I did have another source in mind. I have seen a diagram of the way trhese
bones were laid out but can't find it just now. I will continue to search for
it.
>
><<Now, if we have Neanderthal engaging in shamanism, then Neanderthal must
> be a spiritual being.>>
>
>But that is the very question. A few have suggested there is evidence of
>shamanism, but it is scant and not persuasive. By contrast, the shamanism
> of modern man is explosive, pervasive, recent and clear.
>

Jim, Do non-Fallen beings make clothing? Are you saying that non-spiritual
creatures engage in making the one thing we wear which marks our Fall? If so,
I would suggest that you are ignoring an inportant aspect of the Bible.

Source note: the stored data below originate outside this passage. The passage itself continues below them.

//! Events API client methods

use super::{ApiRequest, ClientError, SessionClient};
use crate::types::{DeleteEventRequest, EventPage, ListQuery};
use eventdesk_core::{Event, EventDraft, EventId, EventPatch, ValidationError};

impl SessionClient {
    /// List events, one page at a time
    pub async fn list_events(&self, query: &ListQuery) -> Result<EventPage, ClientError> {
        let request = ApiRequest::get("/events").query_pairs(query.to_pairs());
        self.execute(&request).await
    }

    /// Get a single event
    pub async fn get_event(&self, id: EventId) -> Result<Event, ClientError> {
        let request = ApiRequest::get(format!("/events/{id}"));
        self.execute(&request).await
    }

    /// Create an event
    pub async fn create_event(&self, draft: &EventDraft) -> Result<Event, ClientError> {
        draft.validate()?;
        let request = ApiRequest::post("/events").json(draft)?;
        self.execute(&request).await
    }

    /// Update the fields set in `patch`
    pub async fn update_event(&self, id: EventId, patch: &EventPatch) -> Result<Event, ClientError> {
        patch.validate()?;
        let request = ApiRequest::patch(format!("/events/{id}")).json(patch)?;
        self.execute(&request).await
    }

    /// Delete an event. The API wants the admin password as confirmation.
    pub async fn delete_event(&self, id: EventId, password: &str) -> Result<(), ClientError> {
        if password.is_empty() {
            return Err(ValidationError::PasswordRequired.into());
        }
        let request = ApiRequest::delete(format!("/events/{id}")).json(&DeleteEventRequest {
            password: password.to_string(),
        })?;
        self.execute_empty(&request).await
    }
}
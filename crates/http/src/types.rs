//! Request and response bodies of the auth and events APIs

use eventdesk_core::{Event, EventStatus};
use serde::{Deserialize, Serialize};
use std::fmt;

/// Login request
#[derive(Clone, Serialize)]
pub struct LoginRequest {
    pub email: String,
    pub password: String,
}

impl fmt::Debug for LoginRequest {
    fn fmt(&self, f: &mut fmt::Formatter<'_>) -> fmt::Result {
        f.debug_struct("LoginRequest")
            .field("email", &self.email)
            .field("password", &"<redacted>")
            .finish()
    }
}

/// Signup request
#[derive(Clone, Serialize)]
#[serde(rename_all = "camelCase")]
pub struct SignupRequest {
    pub email: String,
    pub name: String,
    pub password: String,
    pub confirm_password: String,
}

impl fmt::Debug for SignupRequest {
    fn fmt(&self, f: &mut fmt::Formatter<'_>) -> fmt::Result {
        f.debug_struct("SignupRequest")
            .field("email", &self.email)
            .field("name", &self.name)
            .finish_non_exhaustive()
    }
}

/// Token response from the login and refresh endpoints
#[derive(Clone, Deserialize)]
#[serde(rename_all = "camelCase")]
pub struct TokenResponse {
    pub access_token: String,
    /// Some servers echo the refresh token in the body in addition to the cookie
    #[serde(default)]
    pub refresh_token: Option<String>,
}

impl fmt::Debug for TokenResponse {
    fn fmt(&self, f: &mut fmt::Formatter<'_>) -> fmt::Result {
        f.debug_struct("TokenResponse").finish_non_exhaustive()
    }
}

/// Body of an event deletion. The API asks for the admin password again.
#[derive(Clone, Serialize)]
pub struct DeleteEventRequest {
    pub password: String,
}

/// One page of events
#[derive(Debug, Clone, Default, Serialize, Deserialize)]
pub struct EventPage {
    #[serde(default)]
    pub data: Vec<Event>,
    #[serde(default)]
    pub total: u64,
}

impl EventPage {
    /// Number of pages needed to show `total` events `limit` at a time
    pub fn page_count(&self, limit: u32) -> u64 {
        if limit == 0 {
            return 0;
        }
        self.total.div_ceil(u64::from(limit))
    }
}

/// Paging, search and status filter for the event list
#[derive(Debug, Clone, PartialEq, Eq)]
pub struct ListQuery {
    /// 1-based page number
    pub page: u32,
    pub limit: u32,
    pub search: Option<String>,
    pub status: Option<EventStatus>,
}

impl Default for ListQuery {
    fn default() -> Self {
        Self {
            page: 1,
            limit: 5,
            search: None,
            status: None,
        }
    }
}

impl ListQuery {
    /// Query-string pairs. Empty filters are left out.
    pub fn to_pairs(&self) -> Vec<(String, String)> {
        let mut pairs = vec![
            ("page".to_string(), self.page.max(1).to_string()),
            ("limit".to_string(), self.limit.to_string()),
        ];

        if let Some(search) = self.search.as_deref().map(str::trim) {
            if !search.is_empty() {
                pairs.push(("search".to_string(), search.to_string()));
            }
        }
        if let Some(status) = self.status {
            pairs.push(("status".to_string(), status.to_string()));
        }

        pairs
    }
}

#[cfg(test)]
mod tests {
    use super::*;
    use serde_json::json;

    #[test]
    fn list_query_skips_empty_filters() {
        let query = ListQuery {
            search: Some("  ".to_string()),
            ..ListQuery::default()
        };

        assert_eq!(
            query.to_pairs(),
            vec![
                ("page".to_string(), "1".to_string()),
                ("limit".to_string(), "5".to_string()),
            ]
        );
    }

    #[test]
    fn list_query_includes_search_and_status() {
        let query = ListQuery {
            page: 3,
            limit: 10,
            search: Some("jazz".to_string()),
            status: Some(EventStatus::Completed),
        };

        let pairs = query.to_pairs();
        assert!(pairs.contains(&("search".to_string(), "jazz".to_string())));
        assert!(pairs.contains(&("status".to_string(), "Completed".to_string())));
        assert!(pairs.contains(&("page".to_string(), "3".to_string())));
    }

    #[test]
    fn event_page_tolerates_missing_fields() {
        let page: EventPage = serde_json::from_value(json!({})).unwrap();
        assert!(page.data.is_empty());
        assert_eq!(page.total, 0);
    }

    #[test]
    fn page_count_rounds_up() {
        let page = EventPage {
            data: Vec::new(),
            total: 11,
        };
        assert_eq!(page.page_count(5), 3);
        assert_eq!(page.page_count(0), 0);
    }

    #[test]
    fn signup_uses_camel_case_confirmation() {
        let body = serde_json::to_value(SignupRequest {
            email: "a@b.com".to_string(),
            name: "Ada".to_string(),
            password: "secret1".to_string(),
            confirm_password: "secret1".to_string(),
        })
        .unwrap();
        assert_eq!(body["confirmPassword"], "secret1");
    }

    #[test]
    fn debug_output_hides_secrets() {
        let login = LoginRequest {
            email: "a@b.com".to_string(),
            password: "hunter22".to_string(),
        };
        assert!(!format!("{login:?}").contains("hunter22"));

        let tokens: TokenResponse =
            serde_json::from_value(json!({ "accessToken": "tok-123" })).unwrap();
        assert!(!format!("{tokens:?}").contains("tok-123"));
    }
}
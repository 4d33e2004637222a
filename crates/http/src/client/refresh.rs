//! Access-token refresh
//!
//! Refreshes are single flight: callers queue on an async mutex, and a
//! caller that gets the lock after another caller already replaced the
//! token it was rejected with reuses the replacement instead of calling
//! the refresh endpoint again.

use super::{ClientError, SessionClient, error_message};
use crate::types::TokenResponse;
use tracing::{debug, info, warn};

impl SessionClient {
    /// Obtain a fresh access token after `stale` was rejected
    pub(crate) async fn refresh_after(&self, stale: Option<&str>) -> Result<String, ClientError> {
        let _guard = self.inner.refresh_lock.lock().await;

        if let Some(current) = self.access_token().await? {
            if stale != Some(current.as_str()) {
                debug!("Session was refreshed by a concurrent request, reusing its token");
                return Ok(current);
            }
        }

        self.request_new_token().await
    }

    /// Call the refresh endpoint and store the token it issues.
    /// The refresh credential travels in the cookie jar; the body is empty.
    async fn request_new_token(&self) -> Result<String, ClientError> {
        let response = self
            .inner
            .http
            .post(&self.inner.refresh_url)
            .send()
            .await
            .inspect_err(|e| warn!(error = %e, "Token refresh request failed"))?;

        let status = response.status();
        if !status.is_success() {
            let message = error_message(response).await;
            return Err(self.session_expired(format!(
                "token refresh rejected ({status}): {message}"
            )));
        }

        let tokens: TokenResponse = match response.json().await {
            Ok(tokens) => tokens,
            Err(e) => {
                return Err(self.session_expired(format!("unreadable refresh response: {e}")));
            }
        };
        if tokens.access_token.is_empty() {
            return Err(self.session_expired("refresh response carried no access token".into()));
        }

        self.inner.store.set(&tokens.access_token).await?;
        info!("Access token refreshed");
        Ok(tokens.access_token)
    }
}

>Mark Twain once remarked, "The difference between the right word and the
>almost right word is the difference between lightning and the lightning
> bug."
>
>With Neanderthal, we have the "lightning bug" of consciousness, compared to
>the "lightning" of true humanity. And this lightning is recent. As Leakey
> puts
>it:
>
>"Modern humans became modern when they spoke like us and experienced the self
>as we do. We surely see evidence of this in the art of Europe and Africa from
>35,000 years onward and in the elaborate ritual that accompanied burial in
>the Upper Paleolithic." (pg. 156)

Neanderthal was fully capable of speech as even Shreeve acknowledges.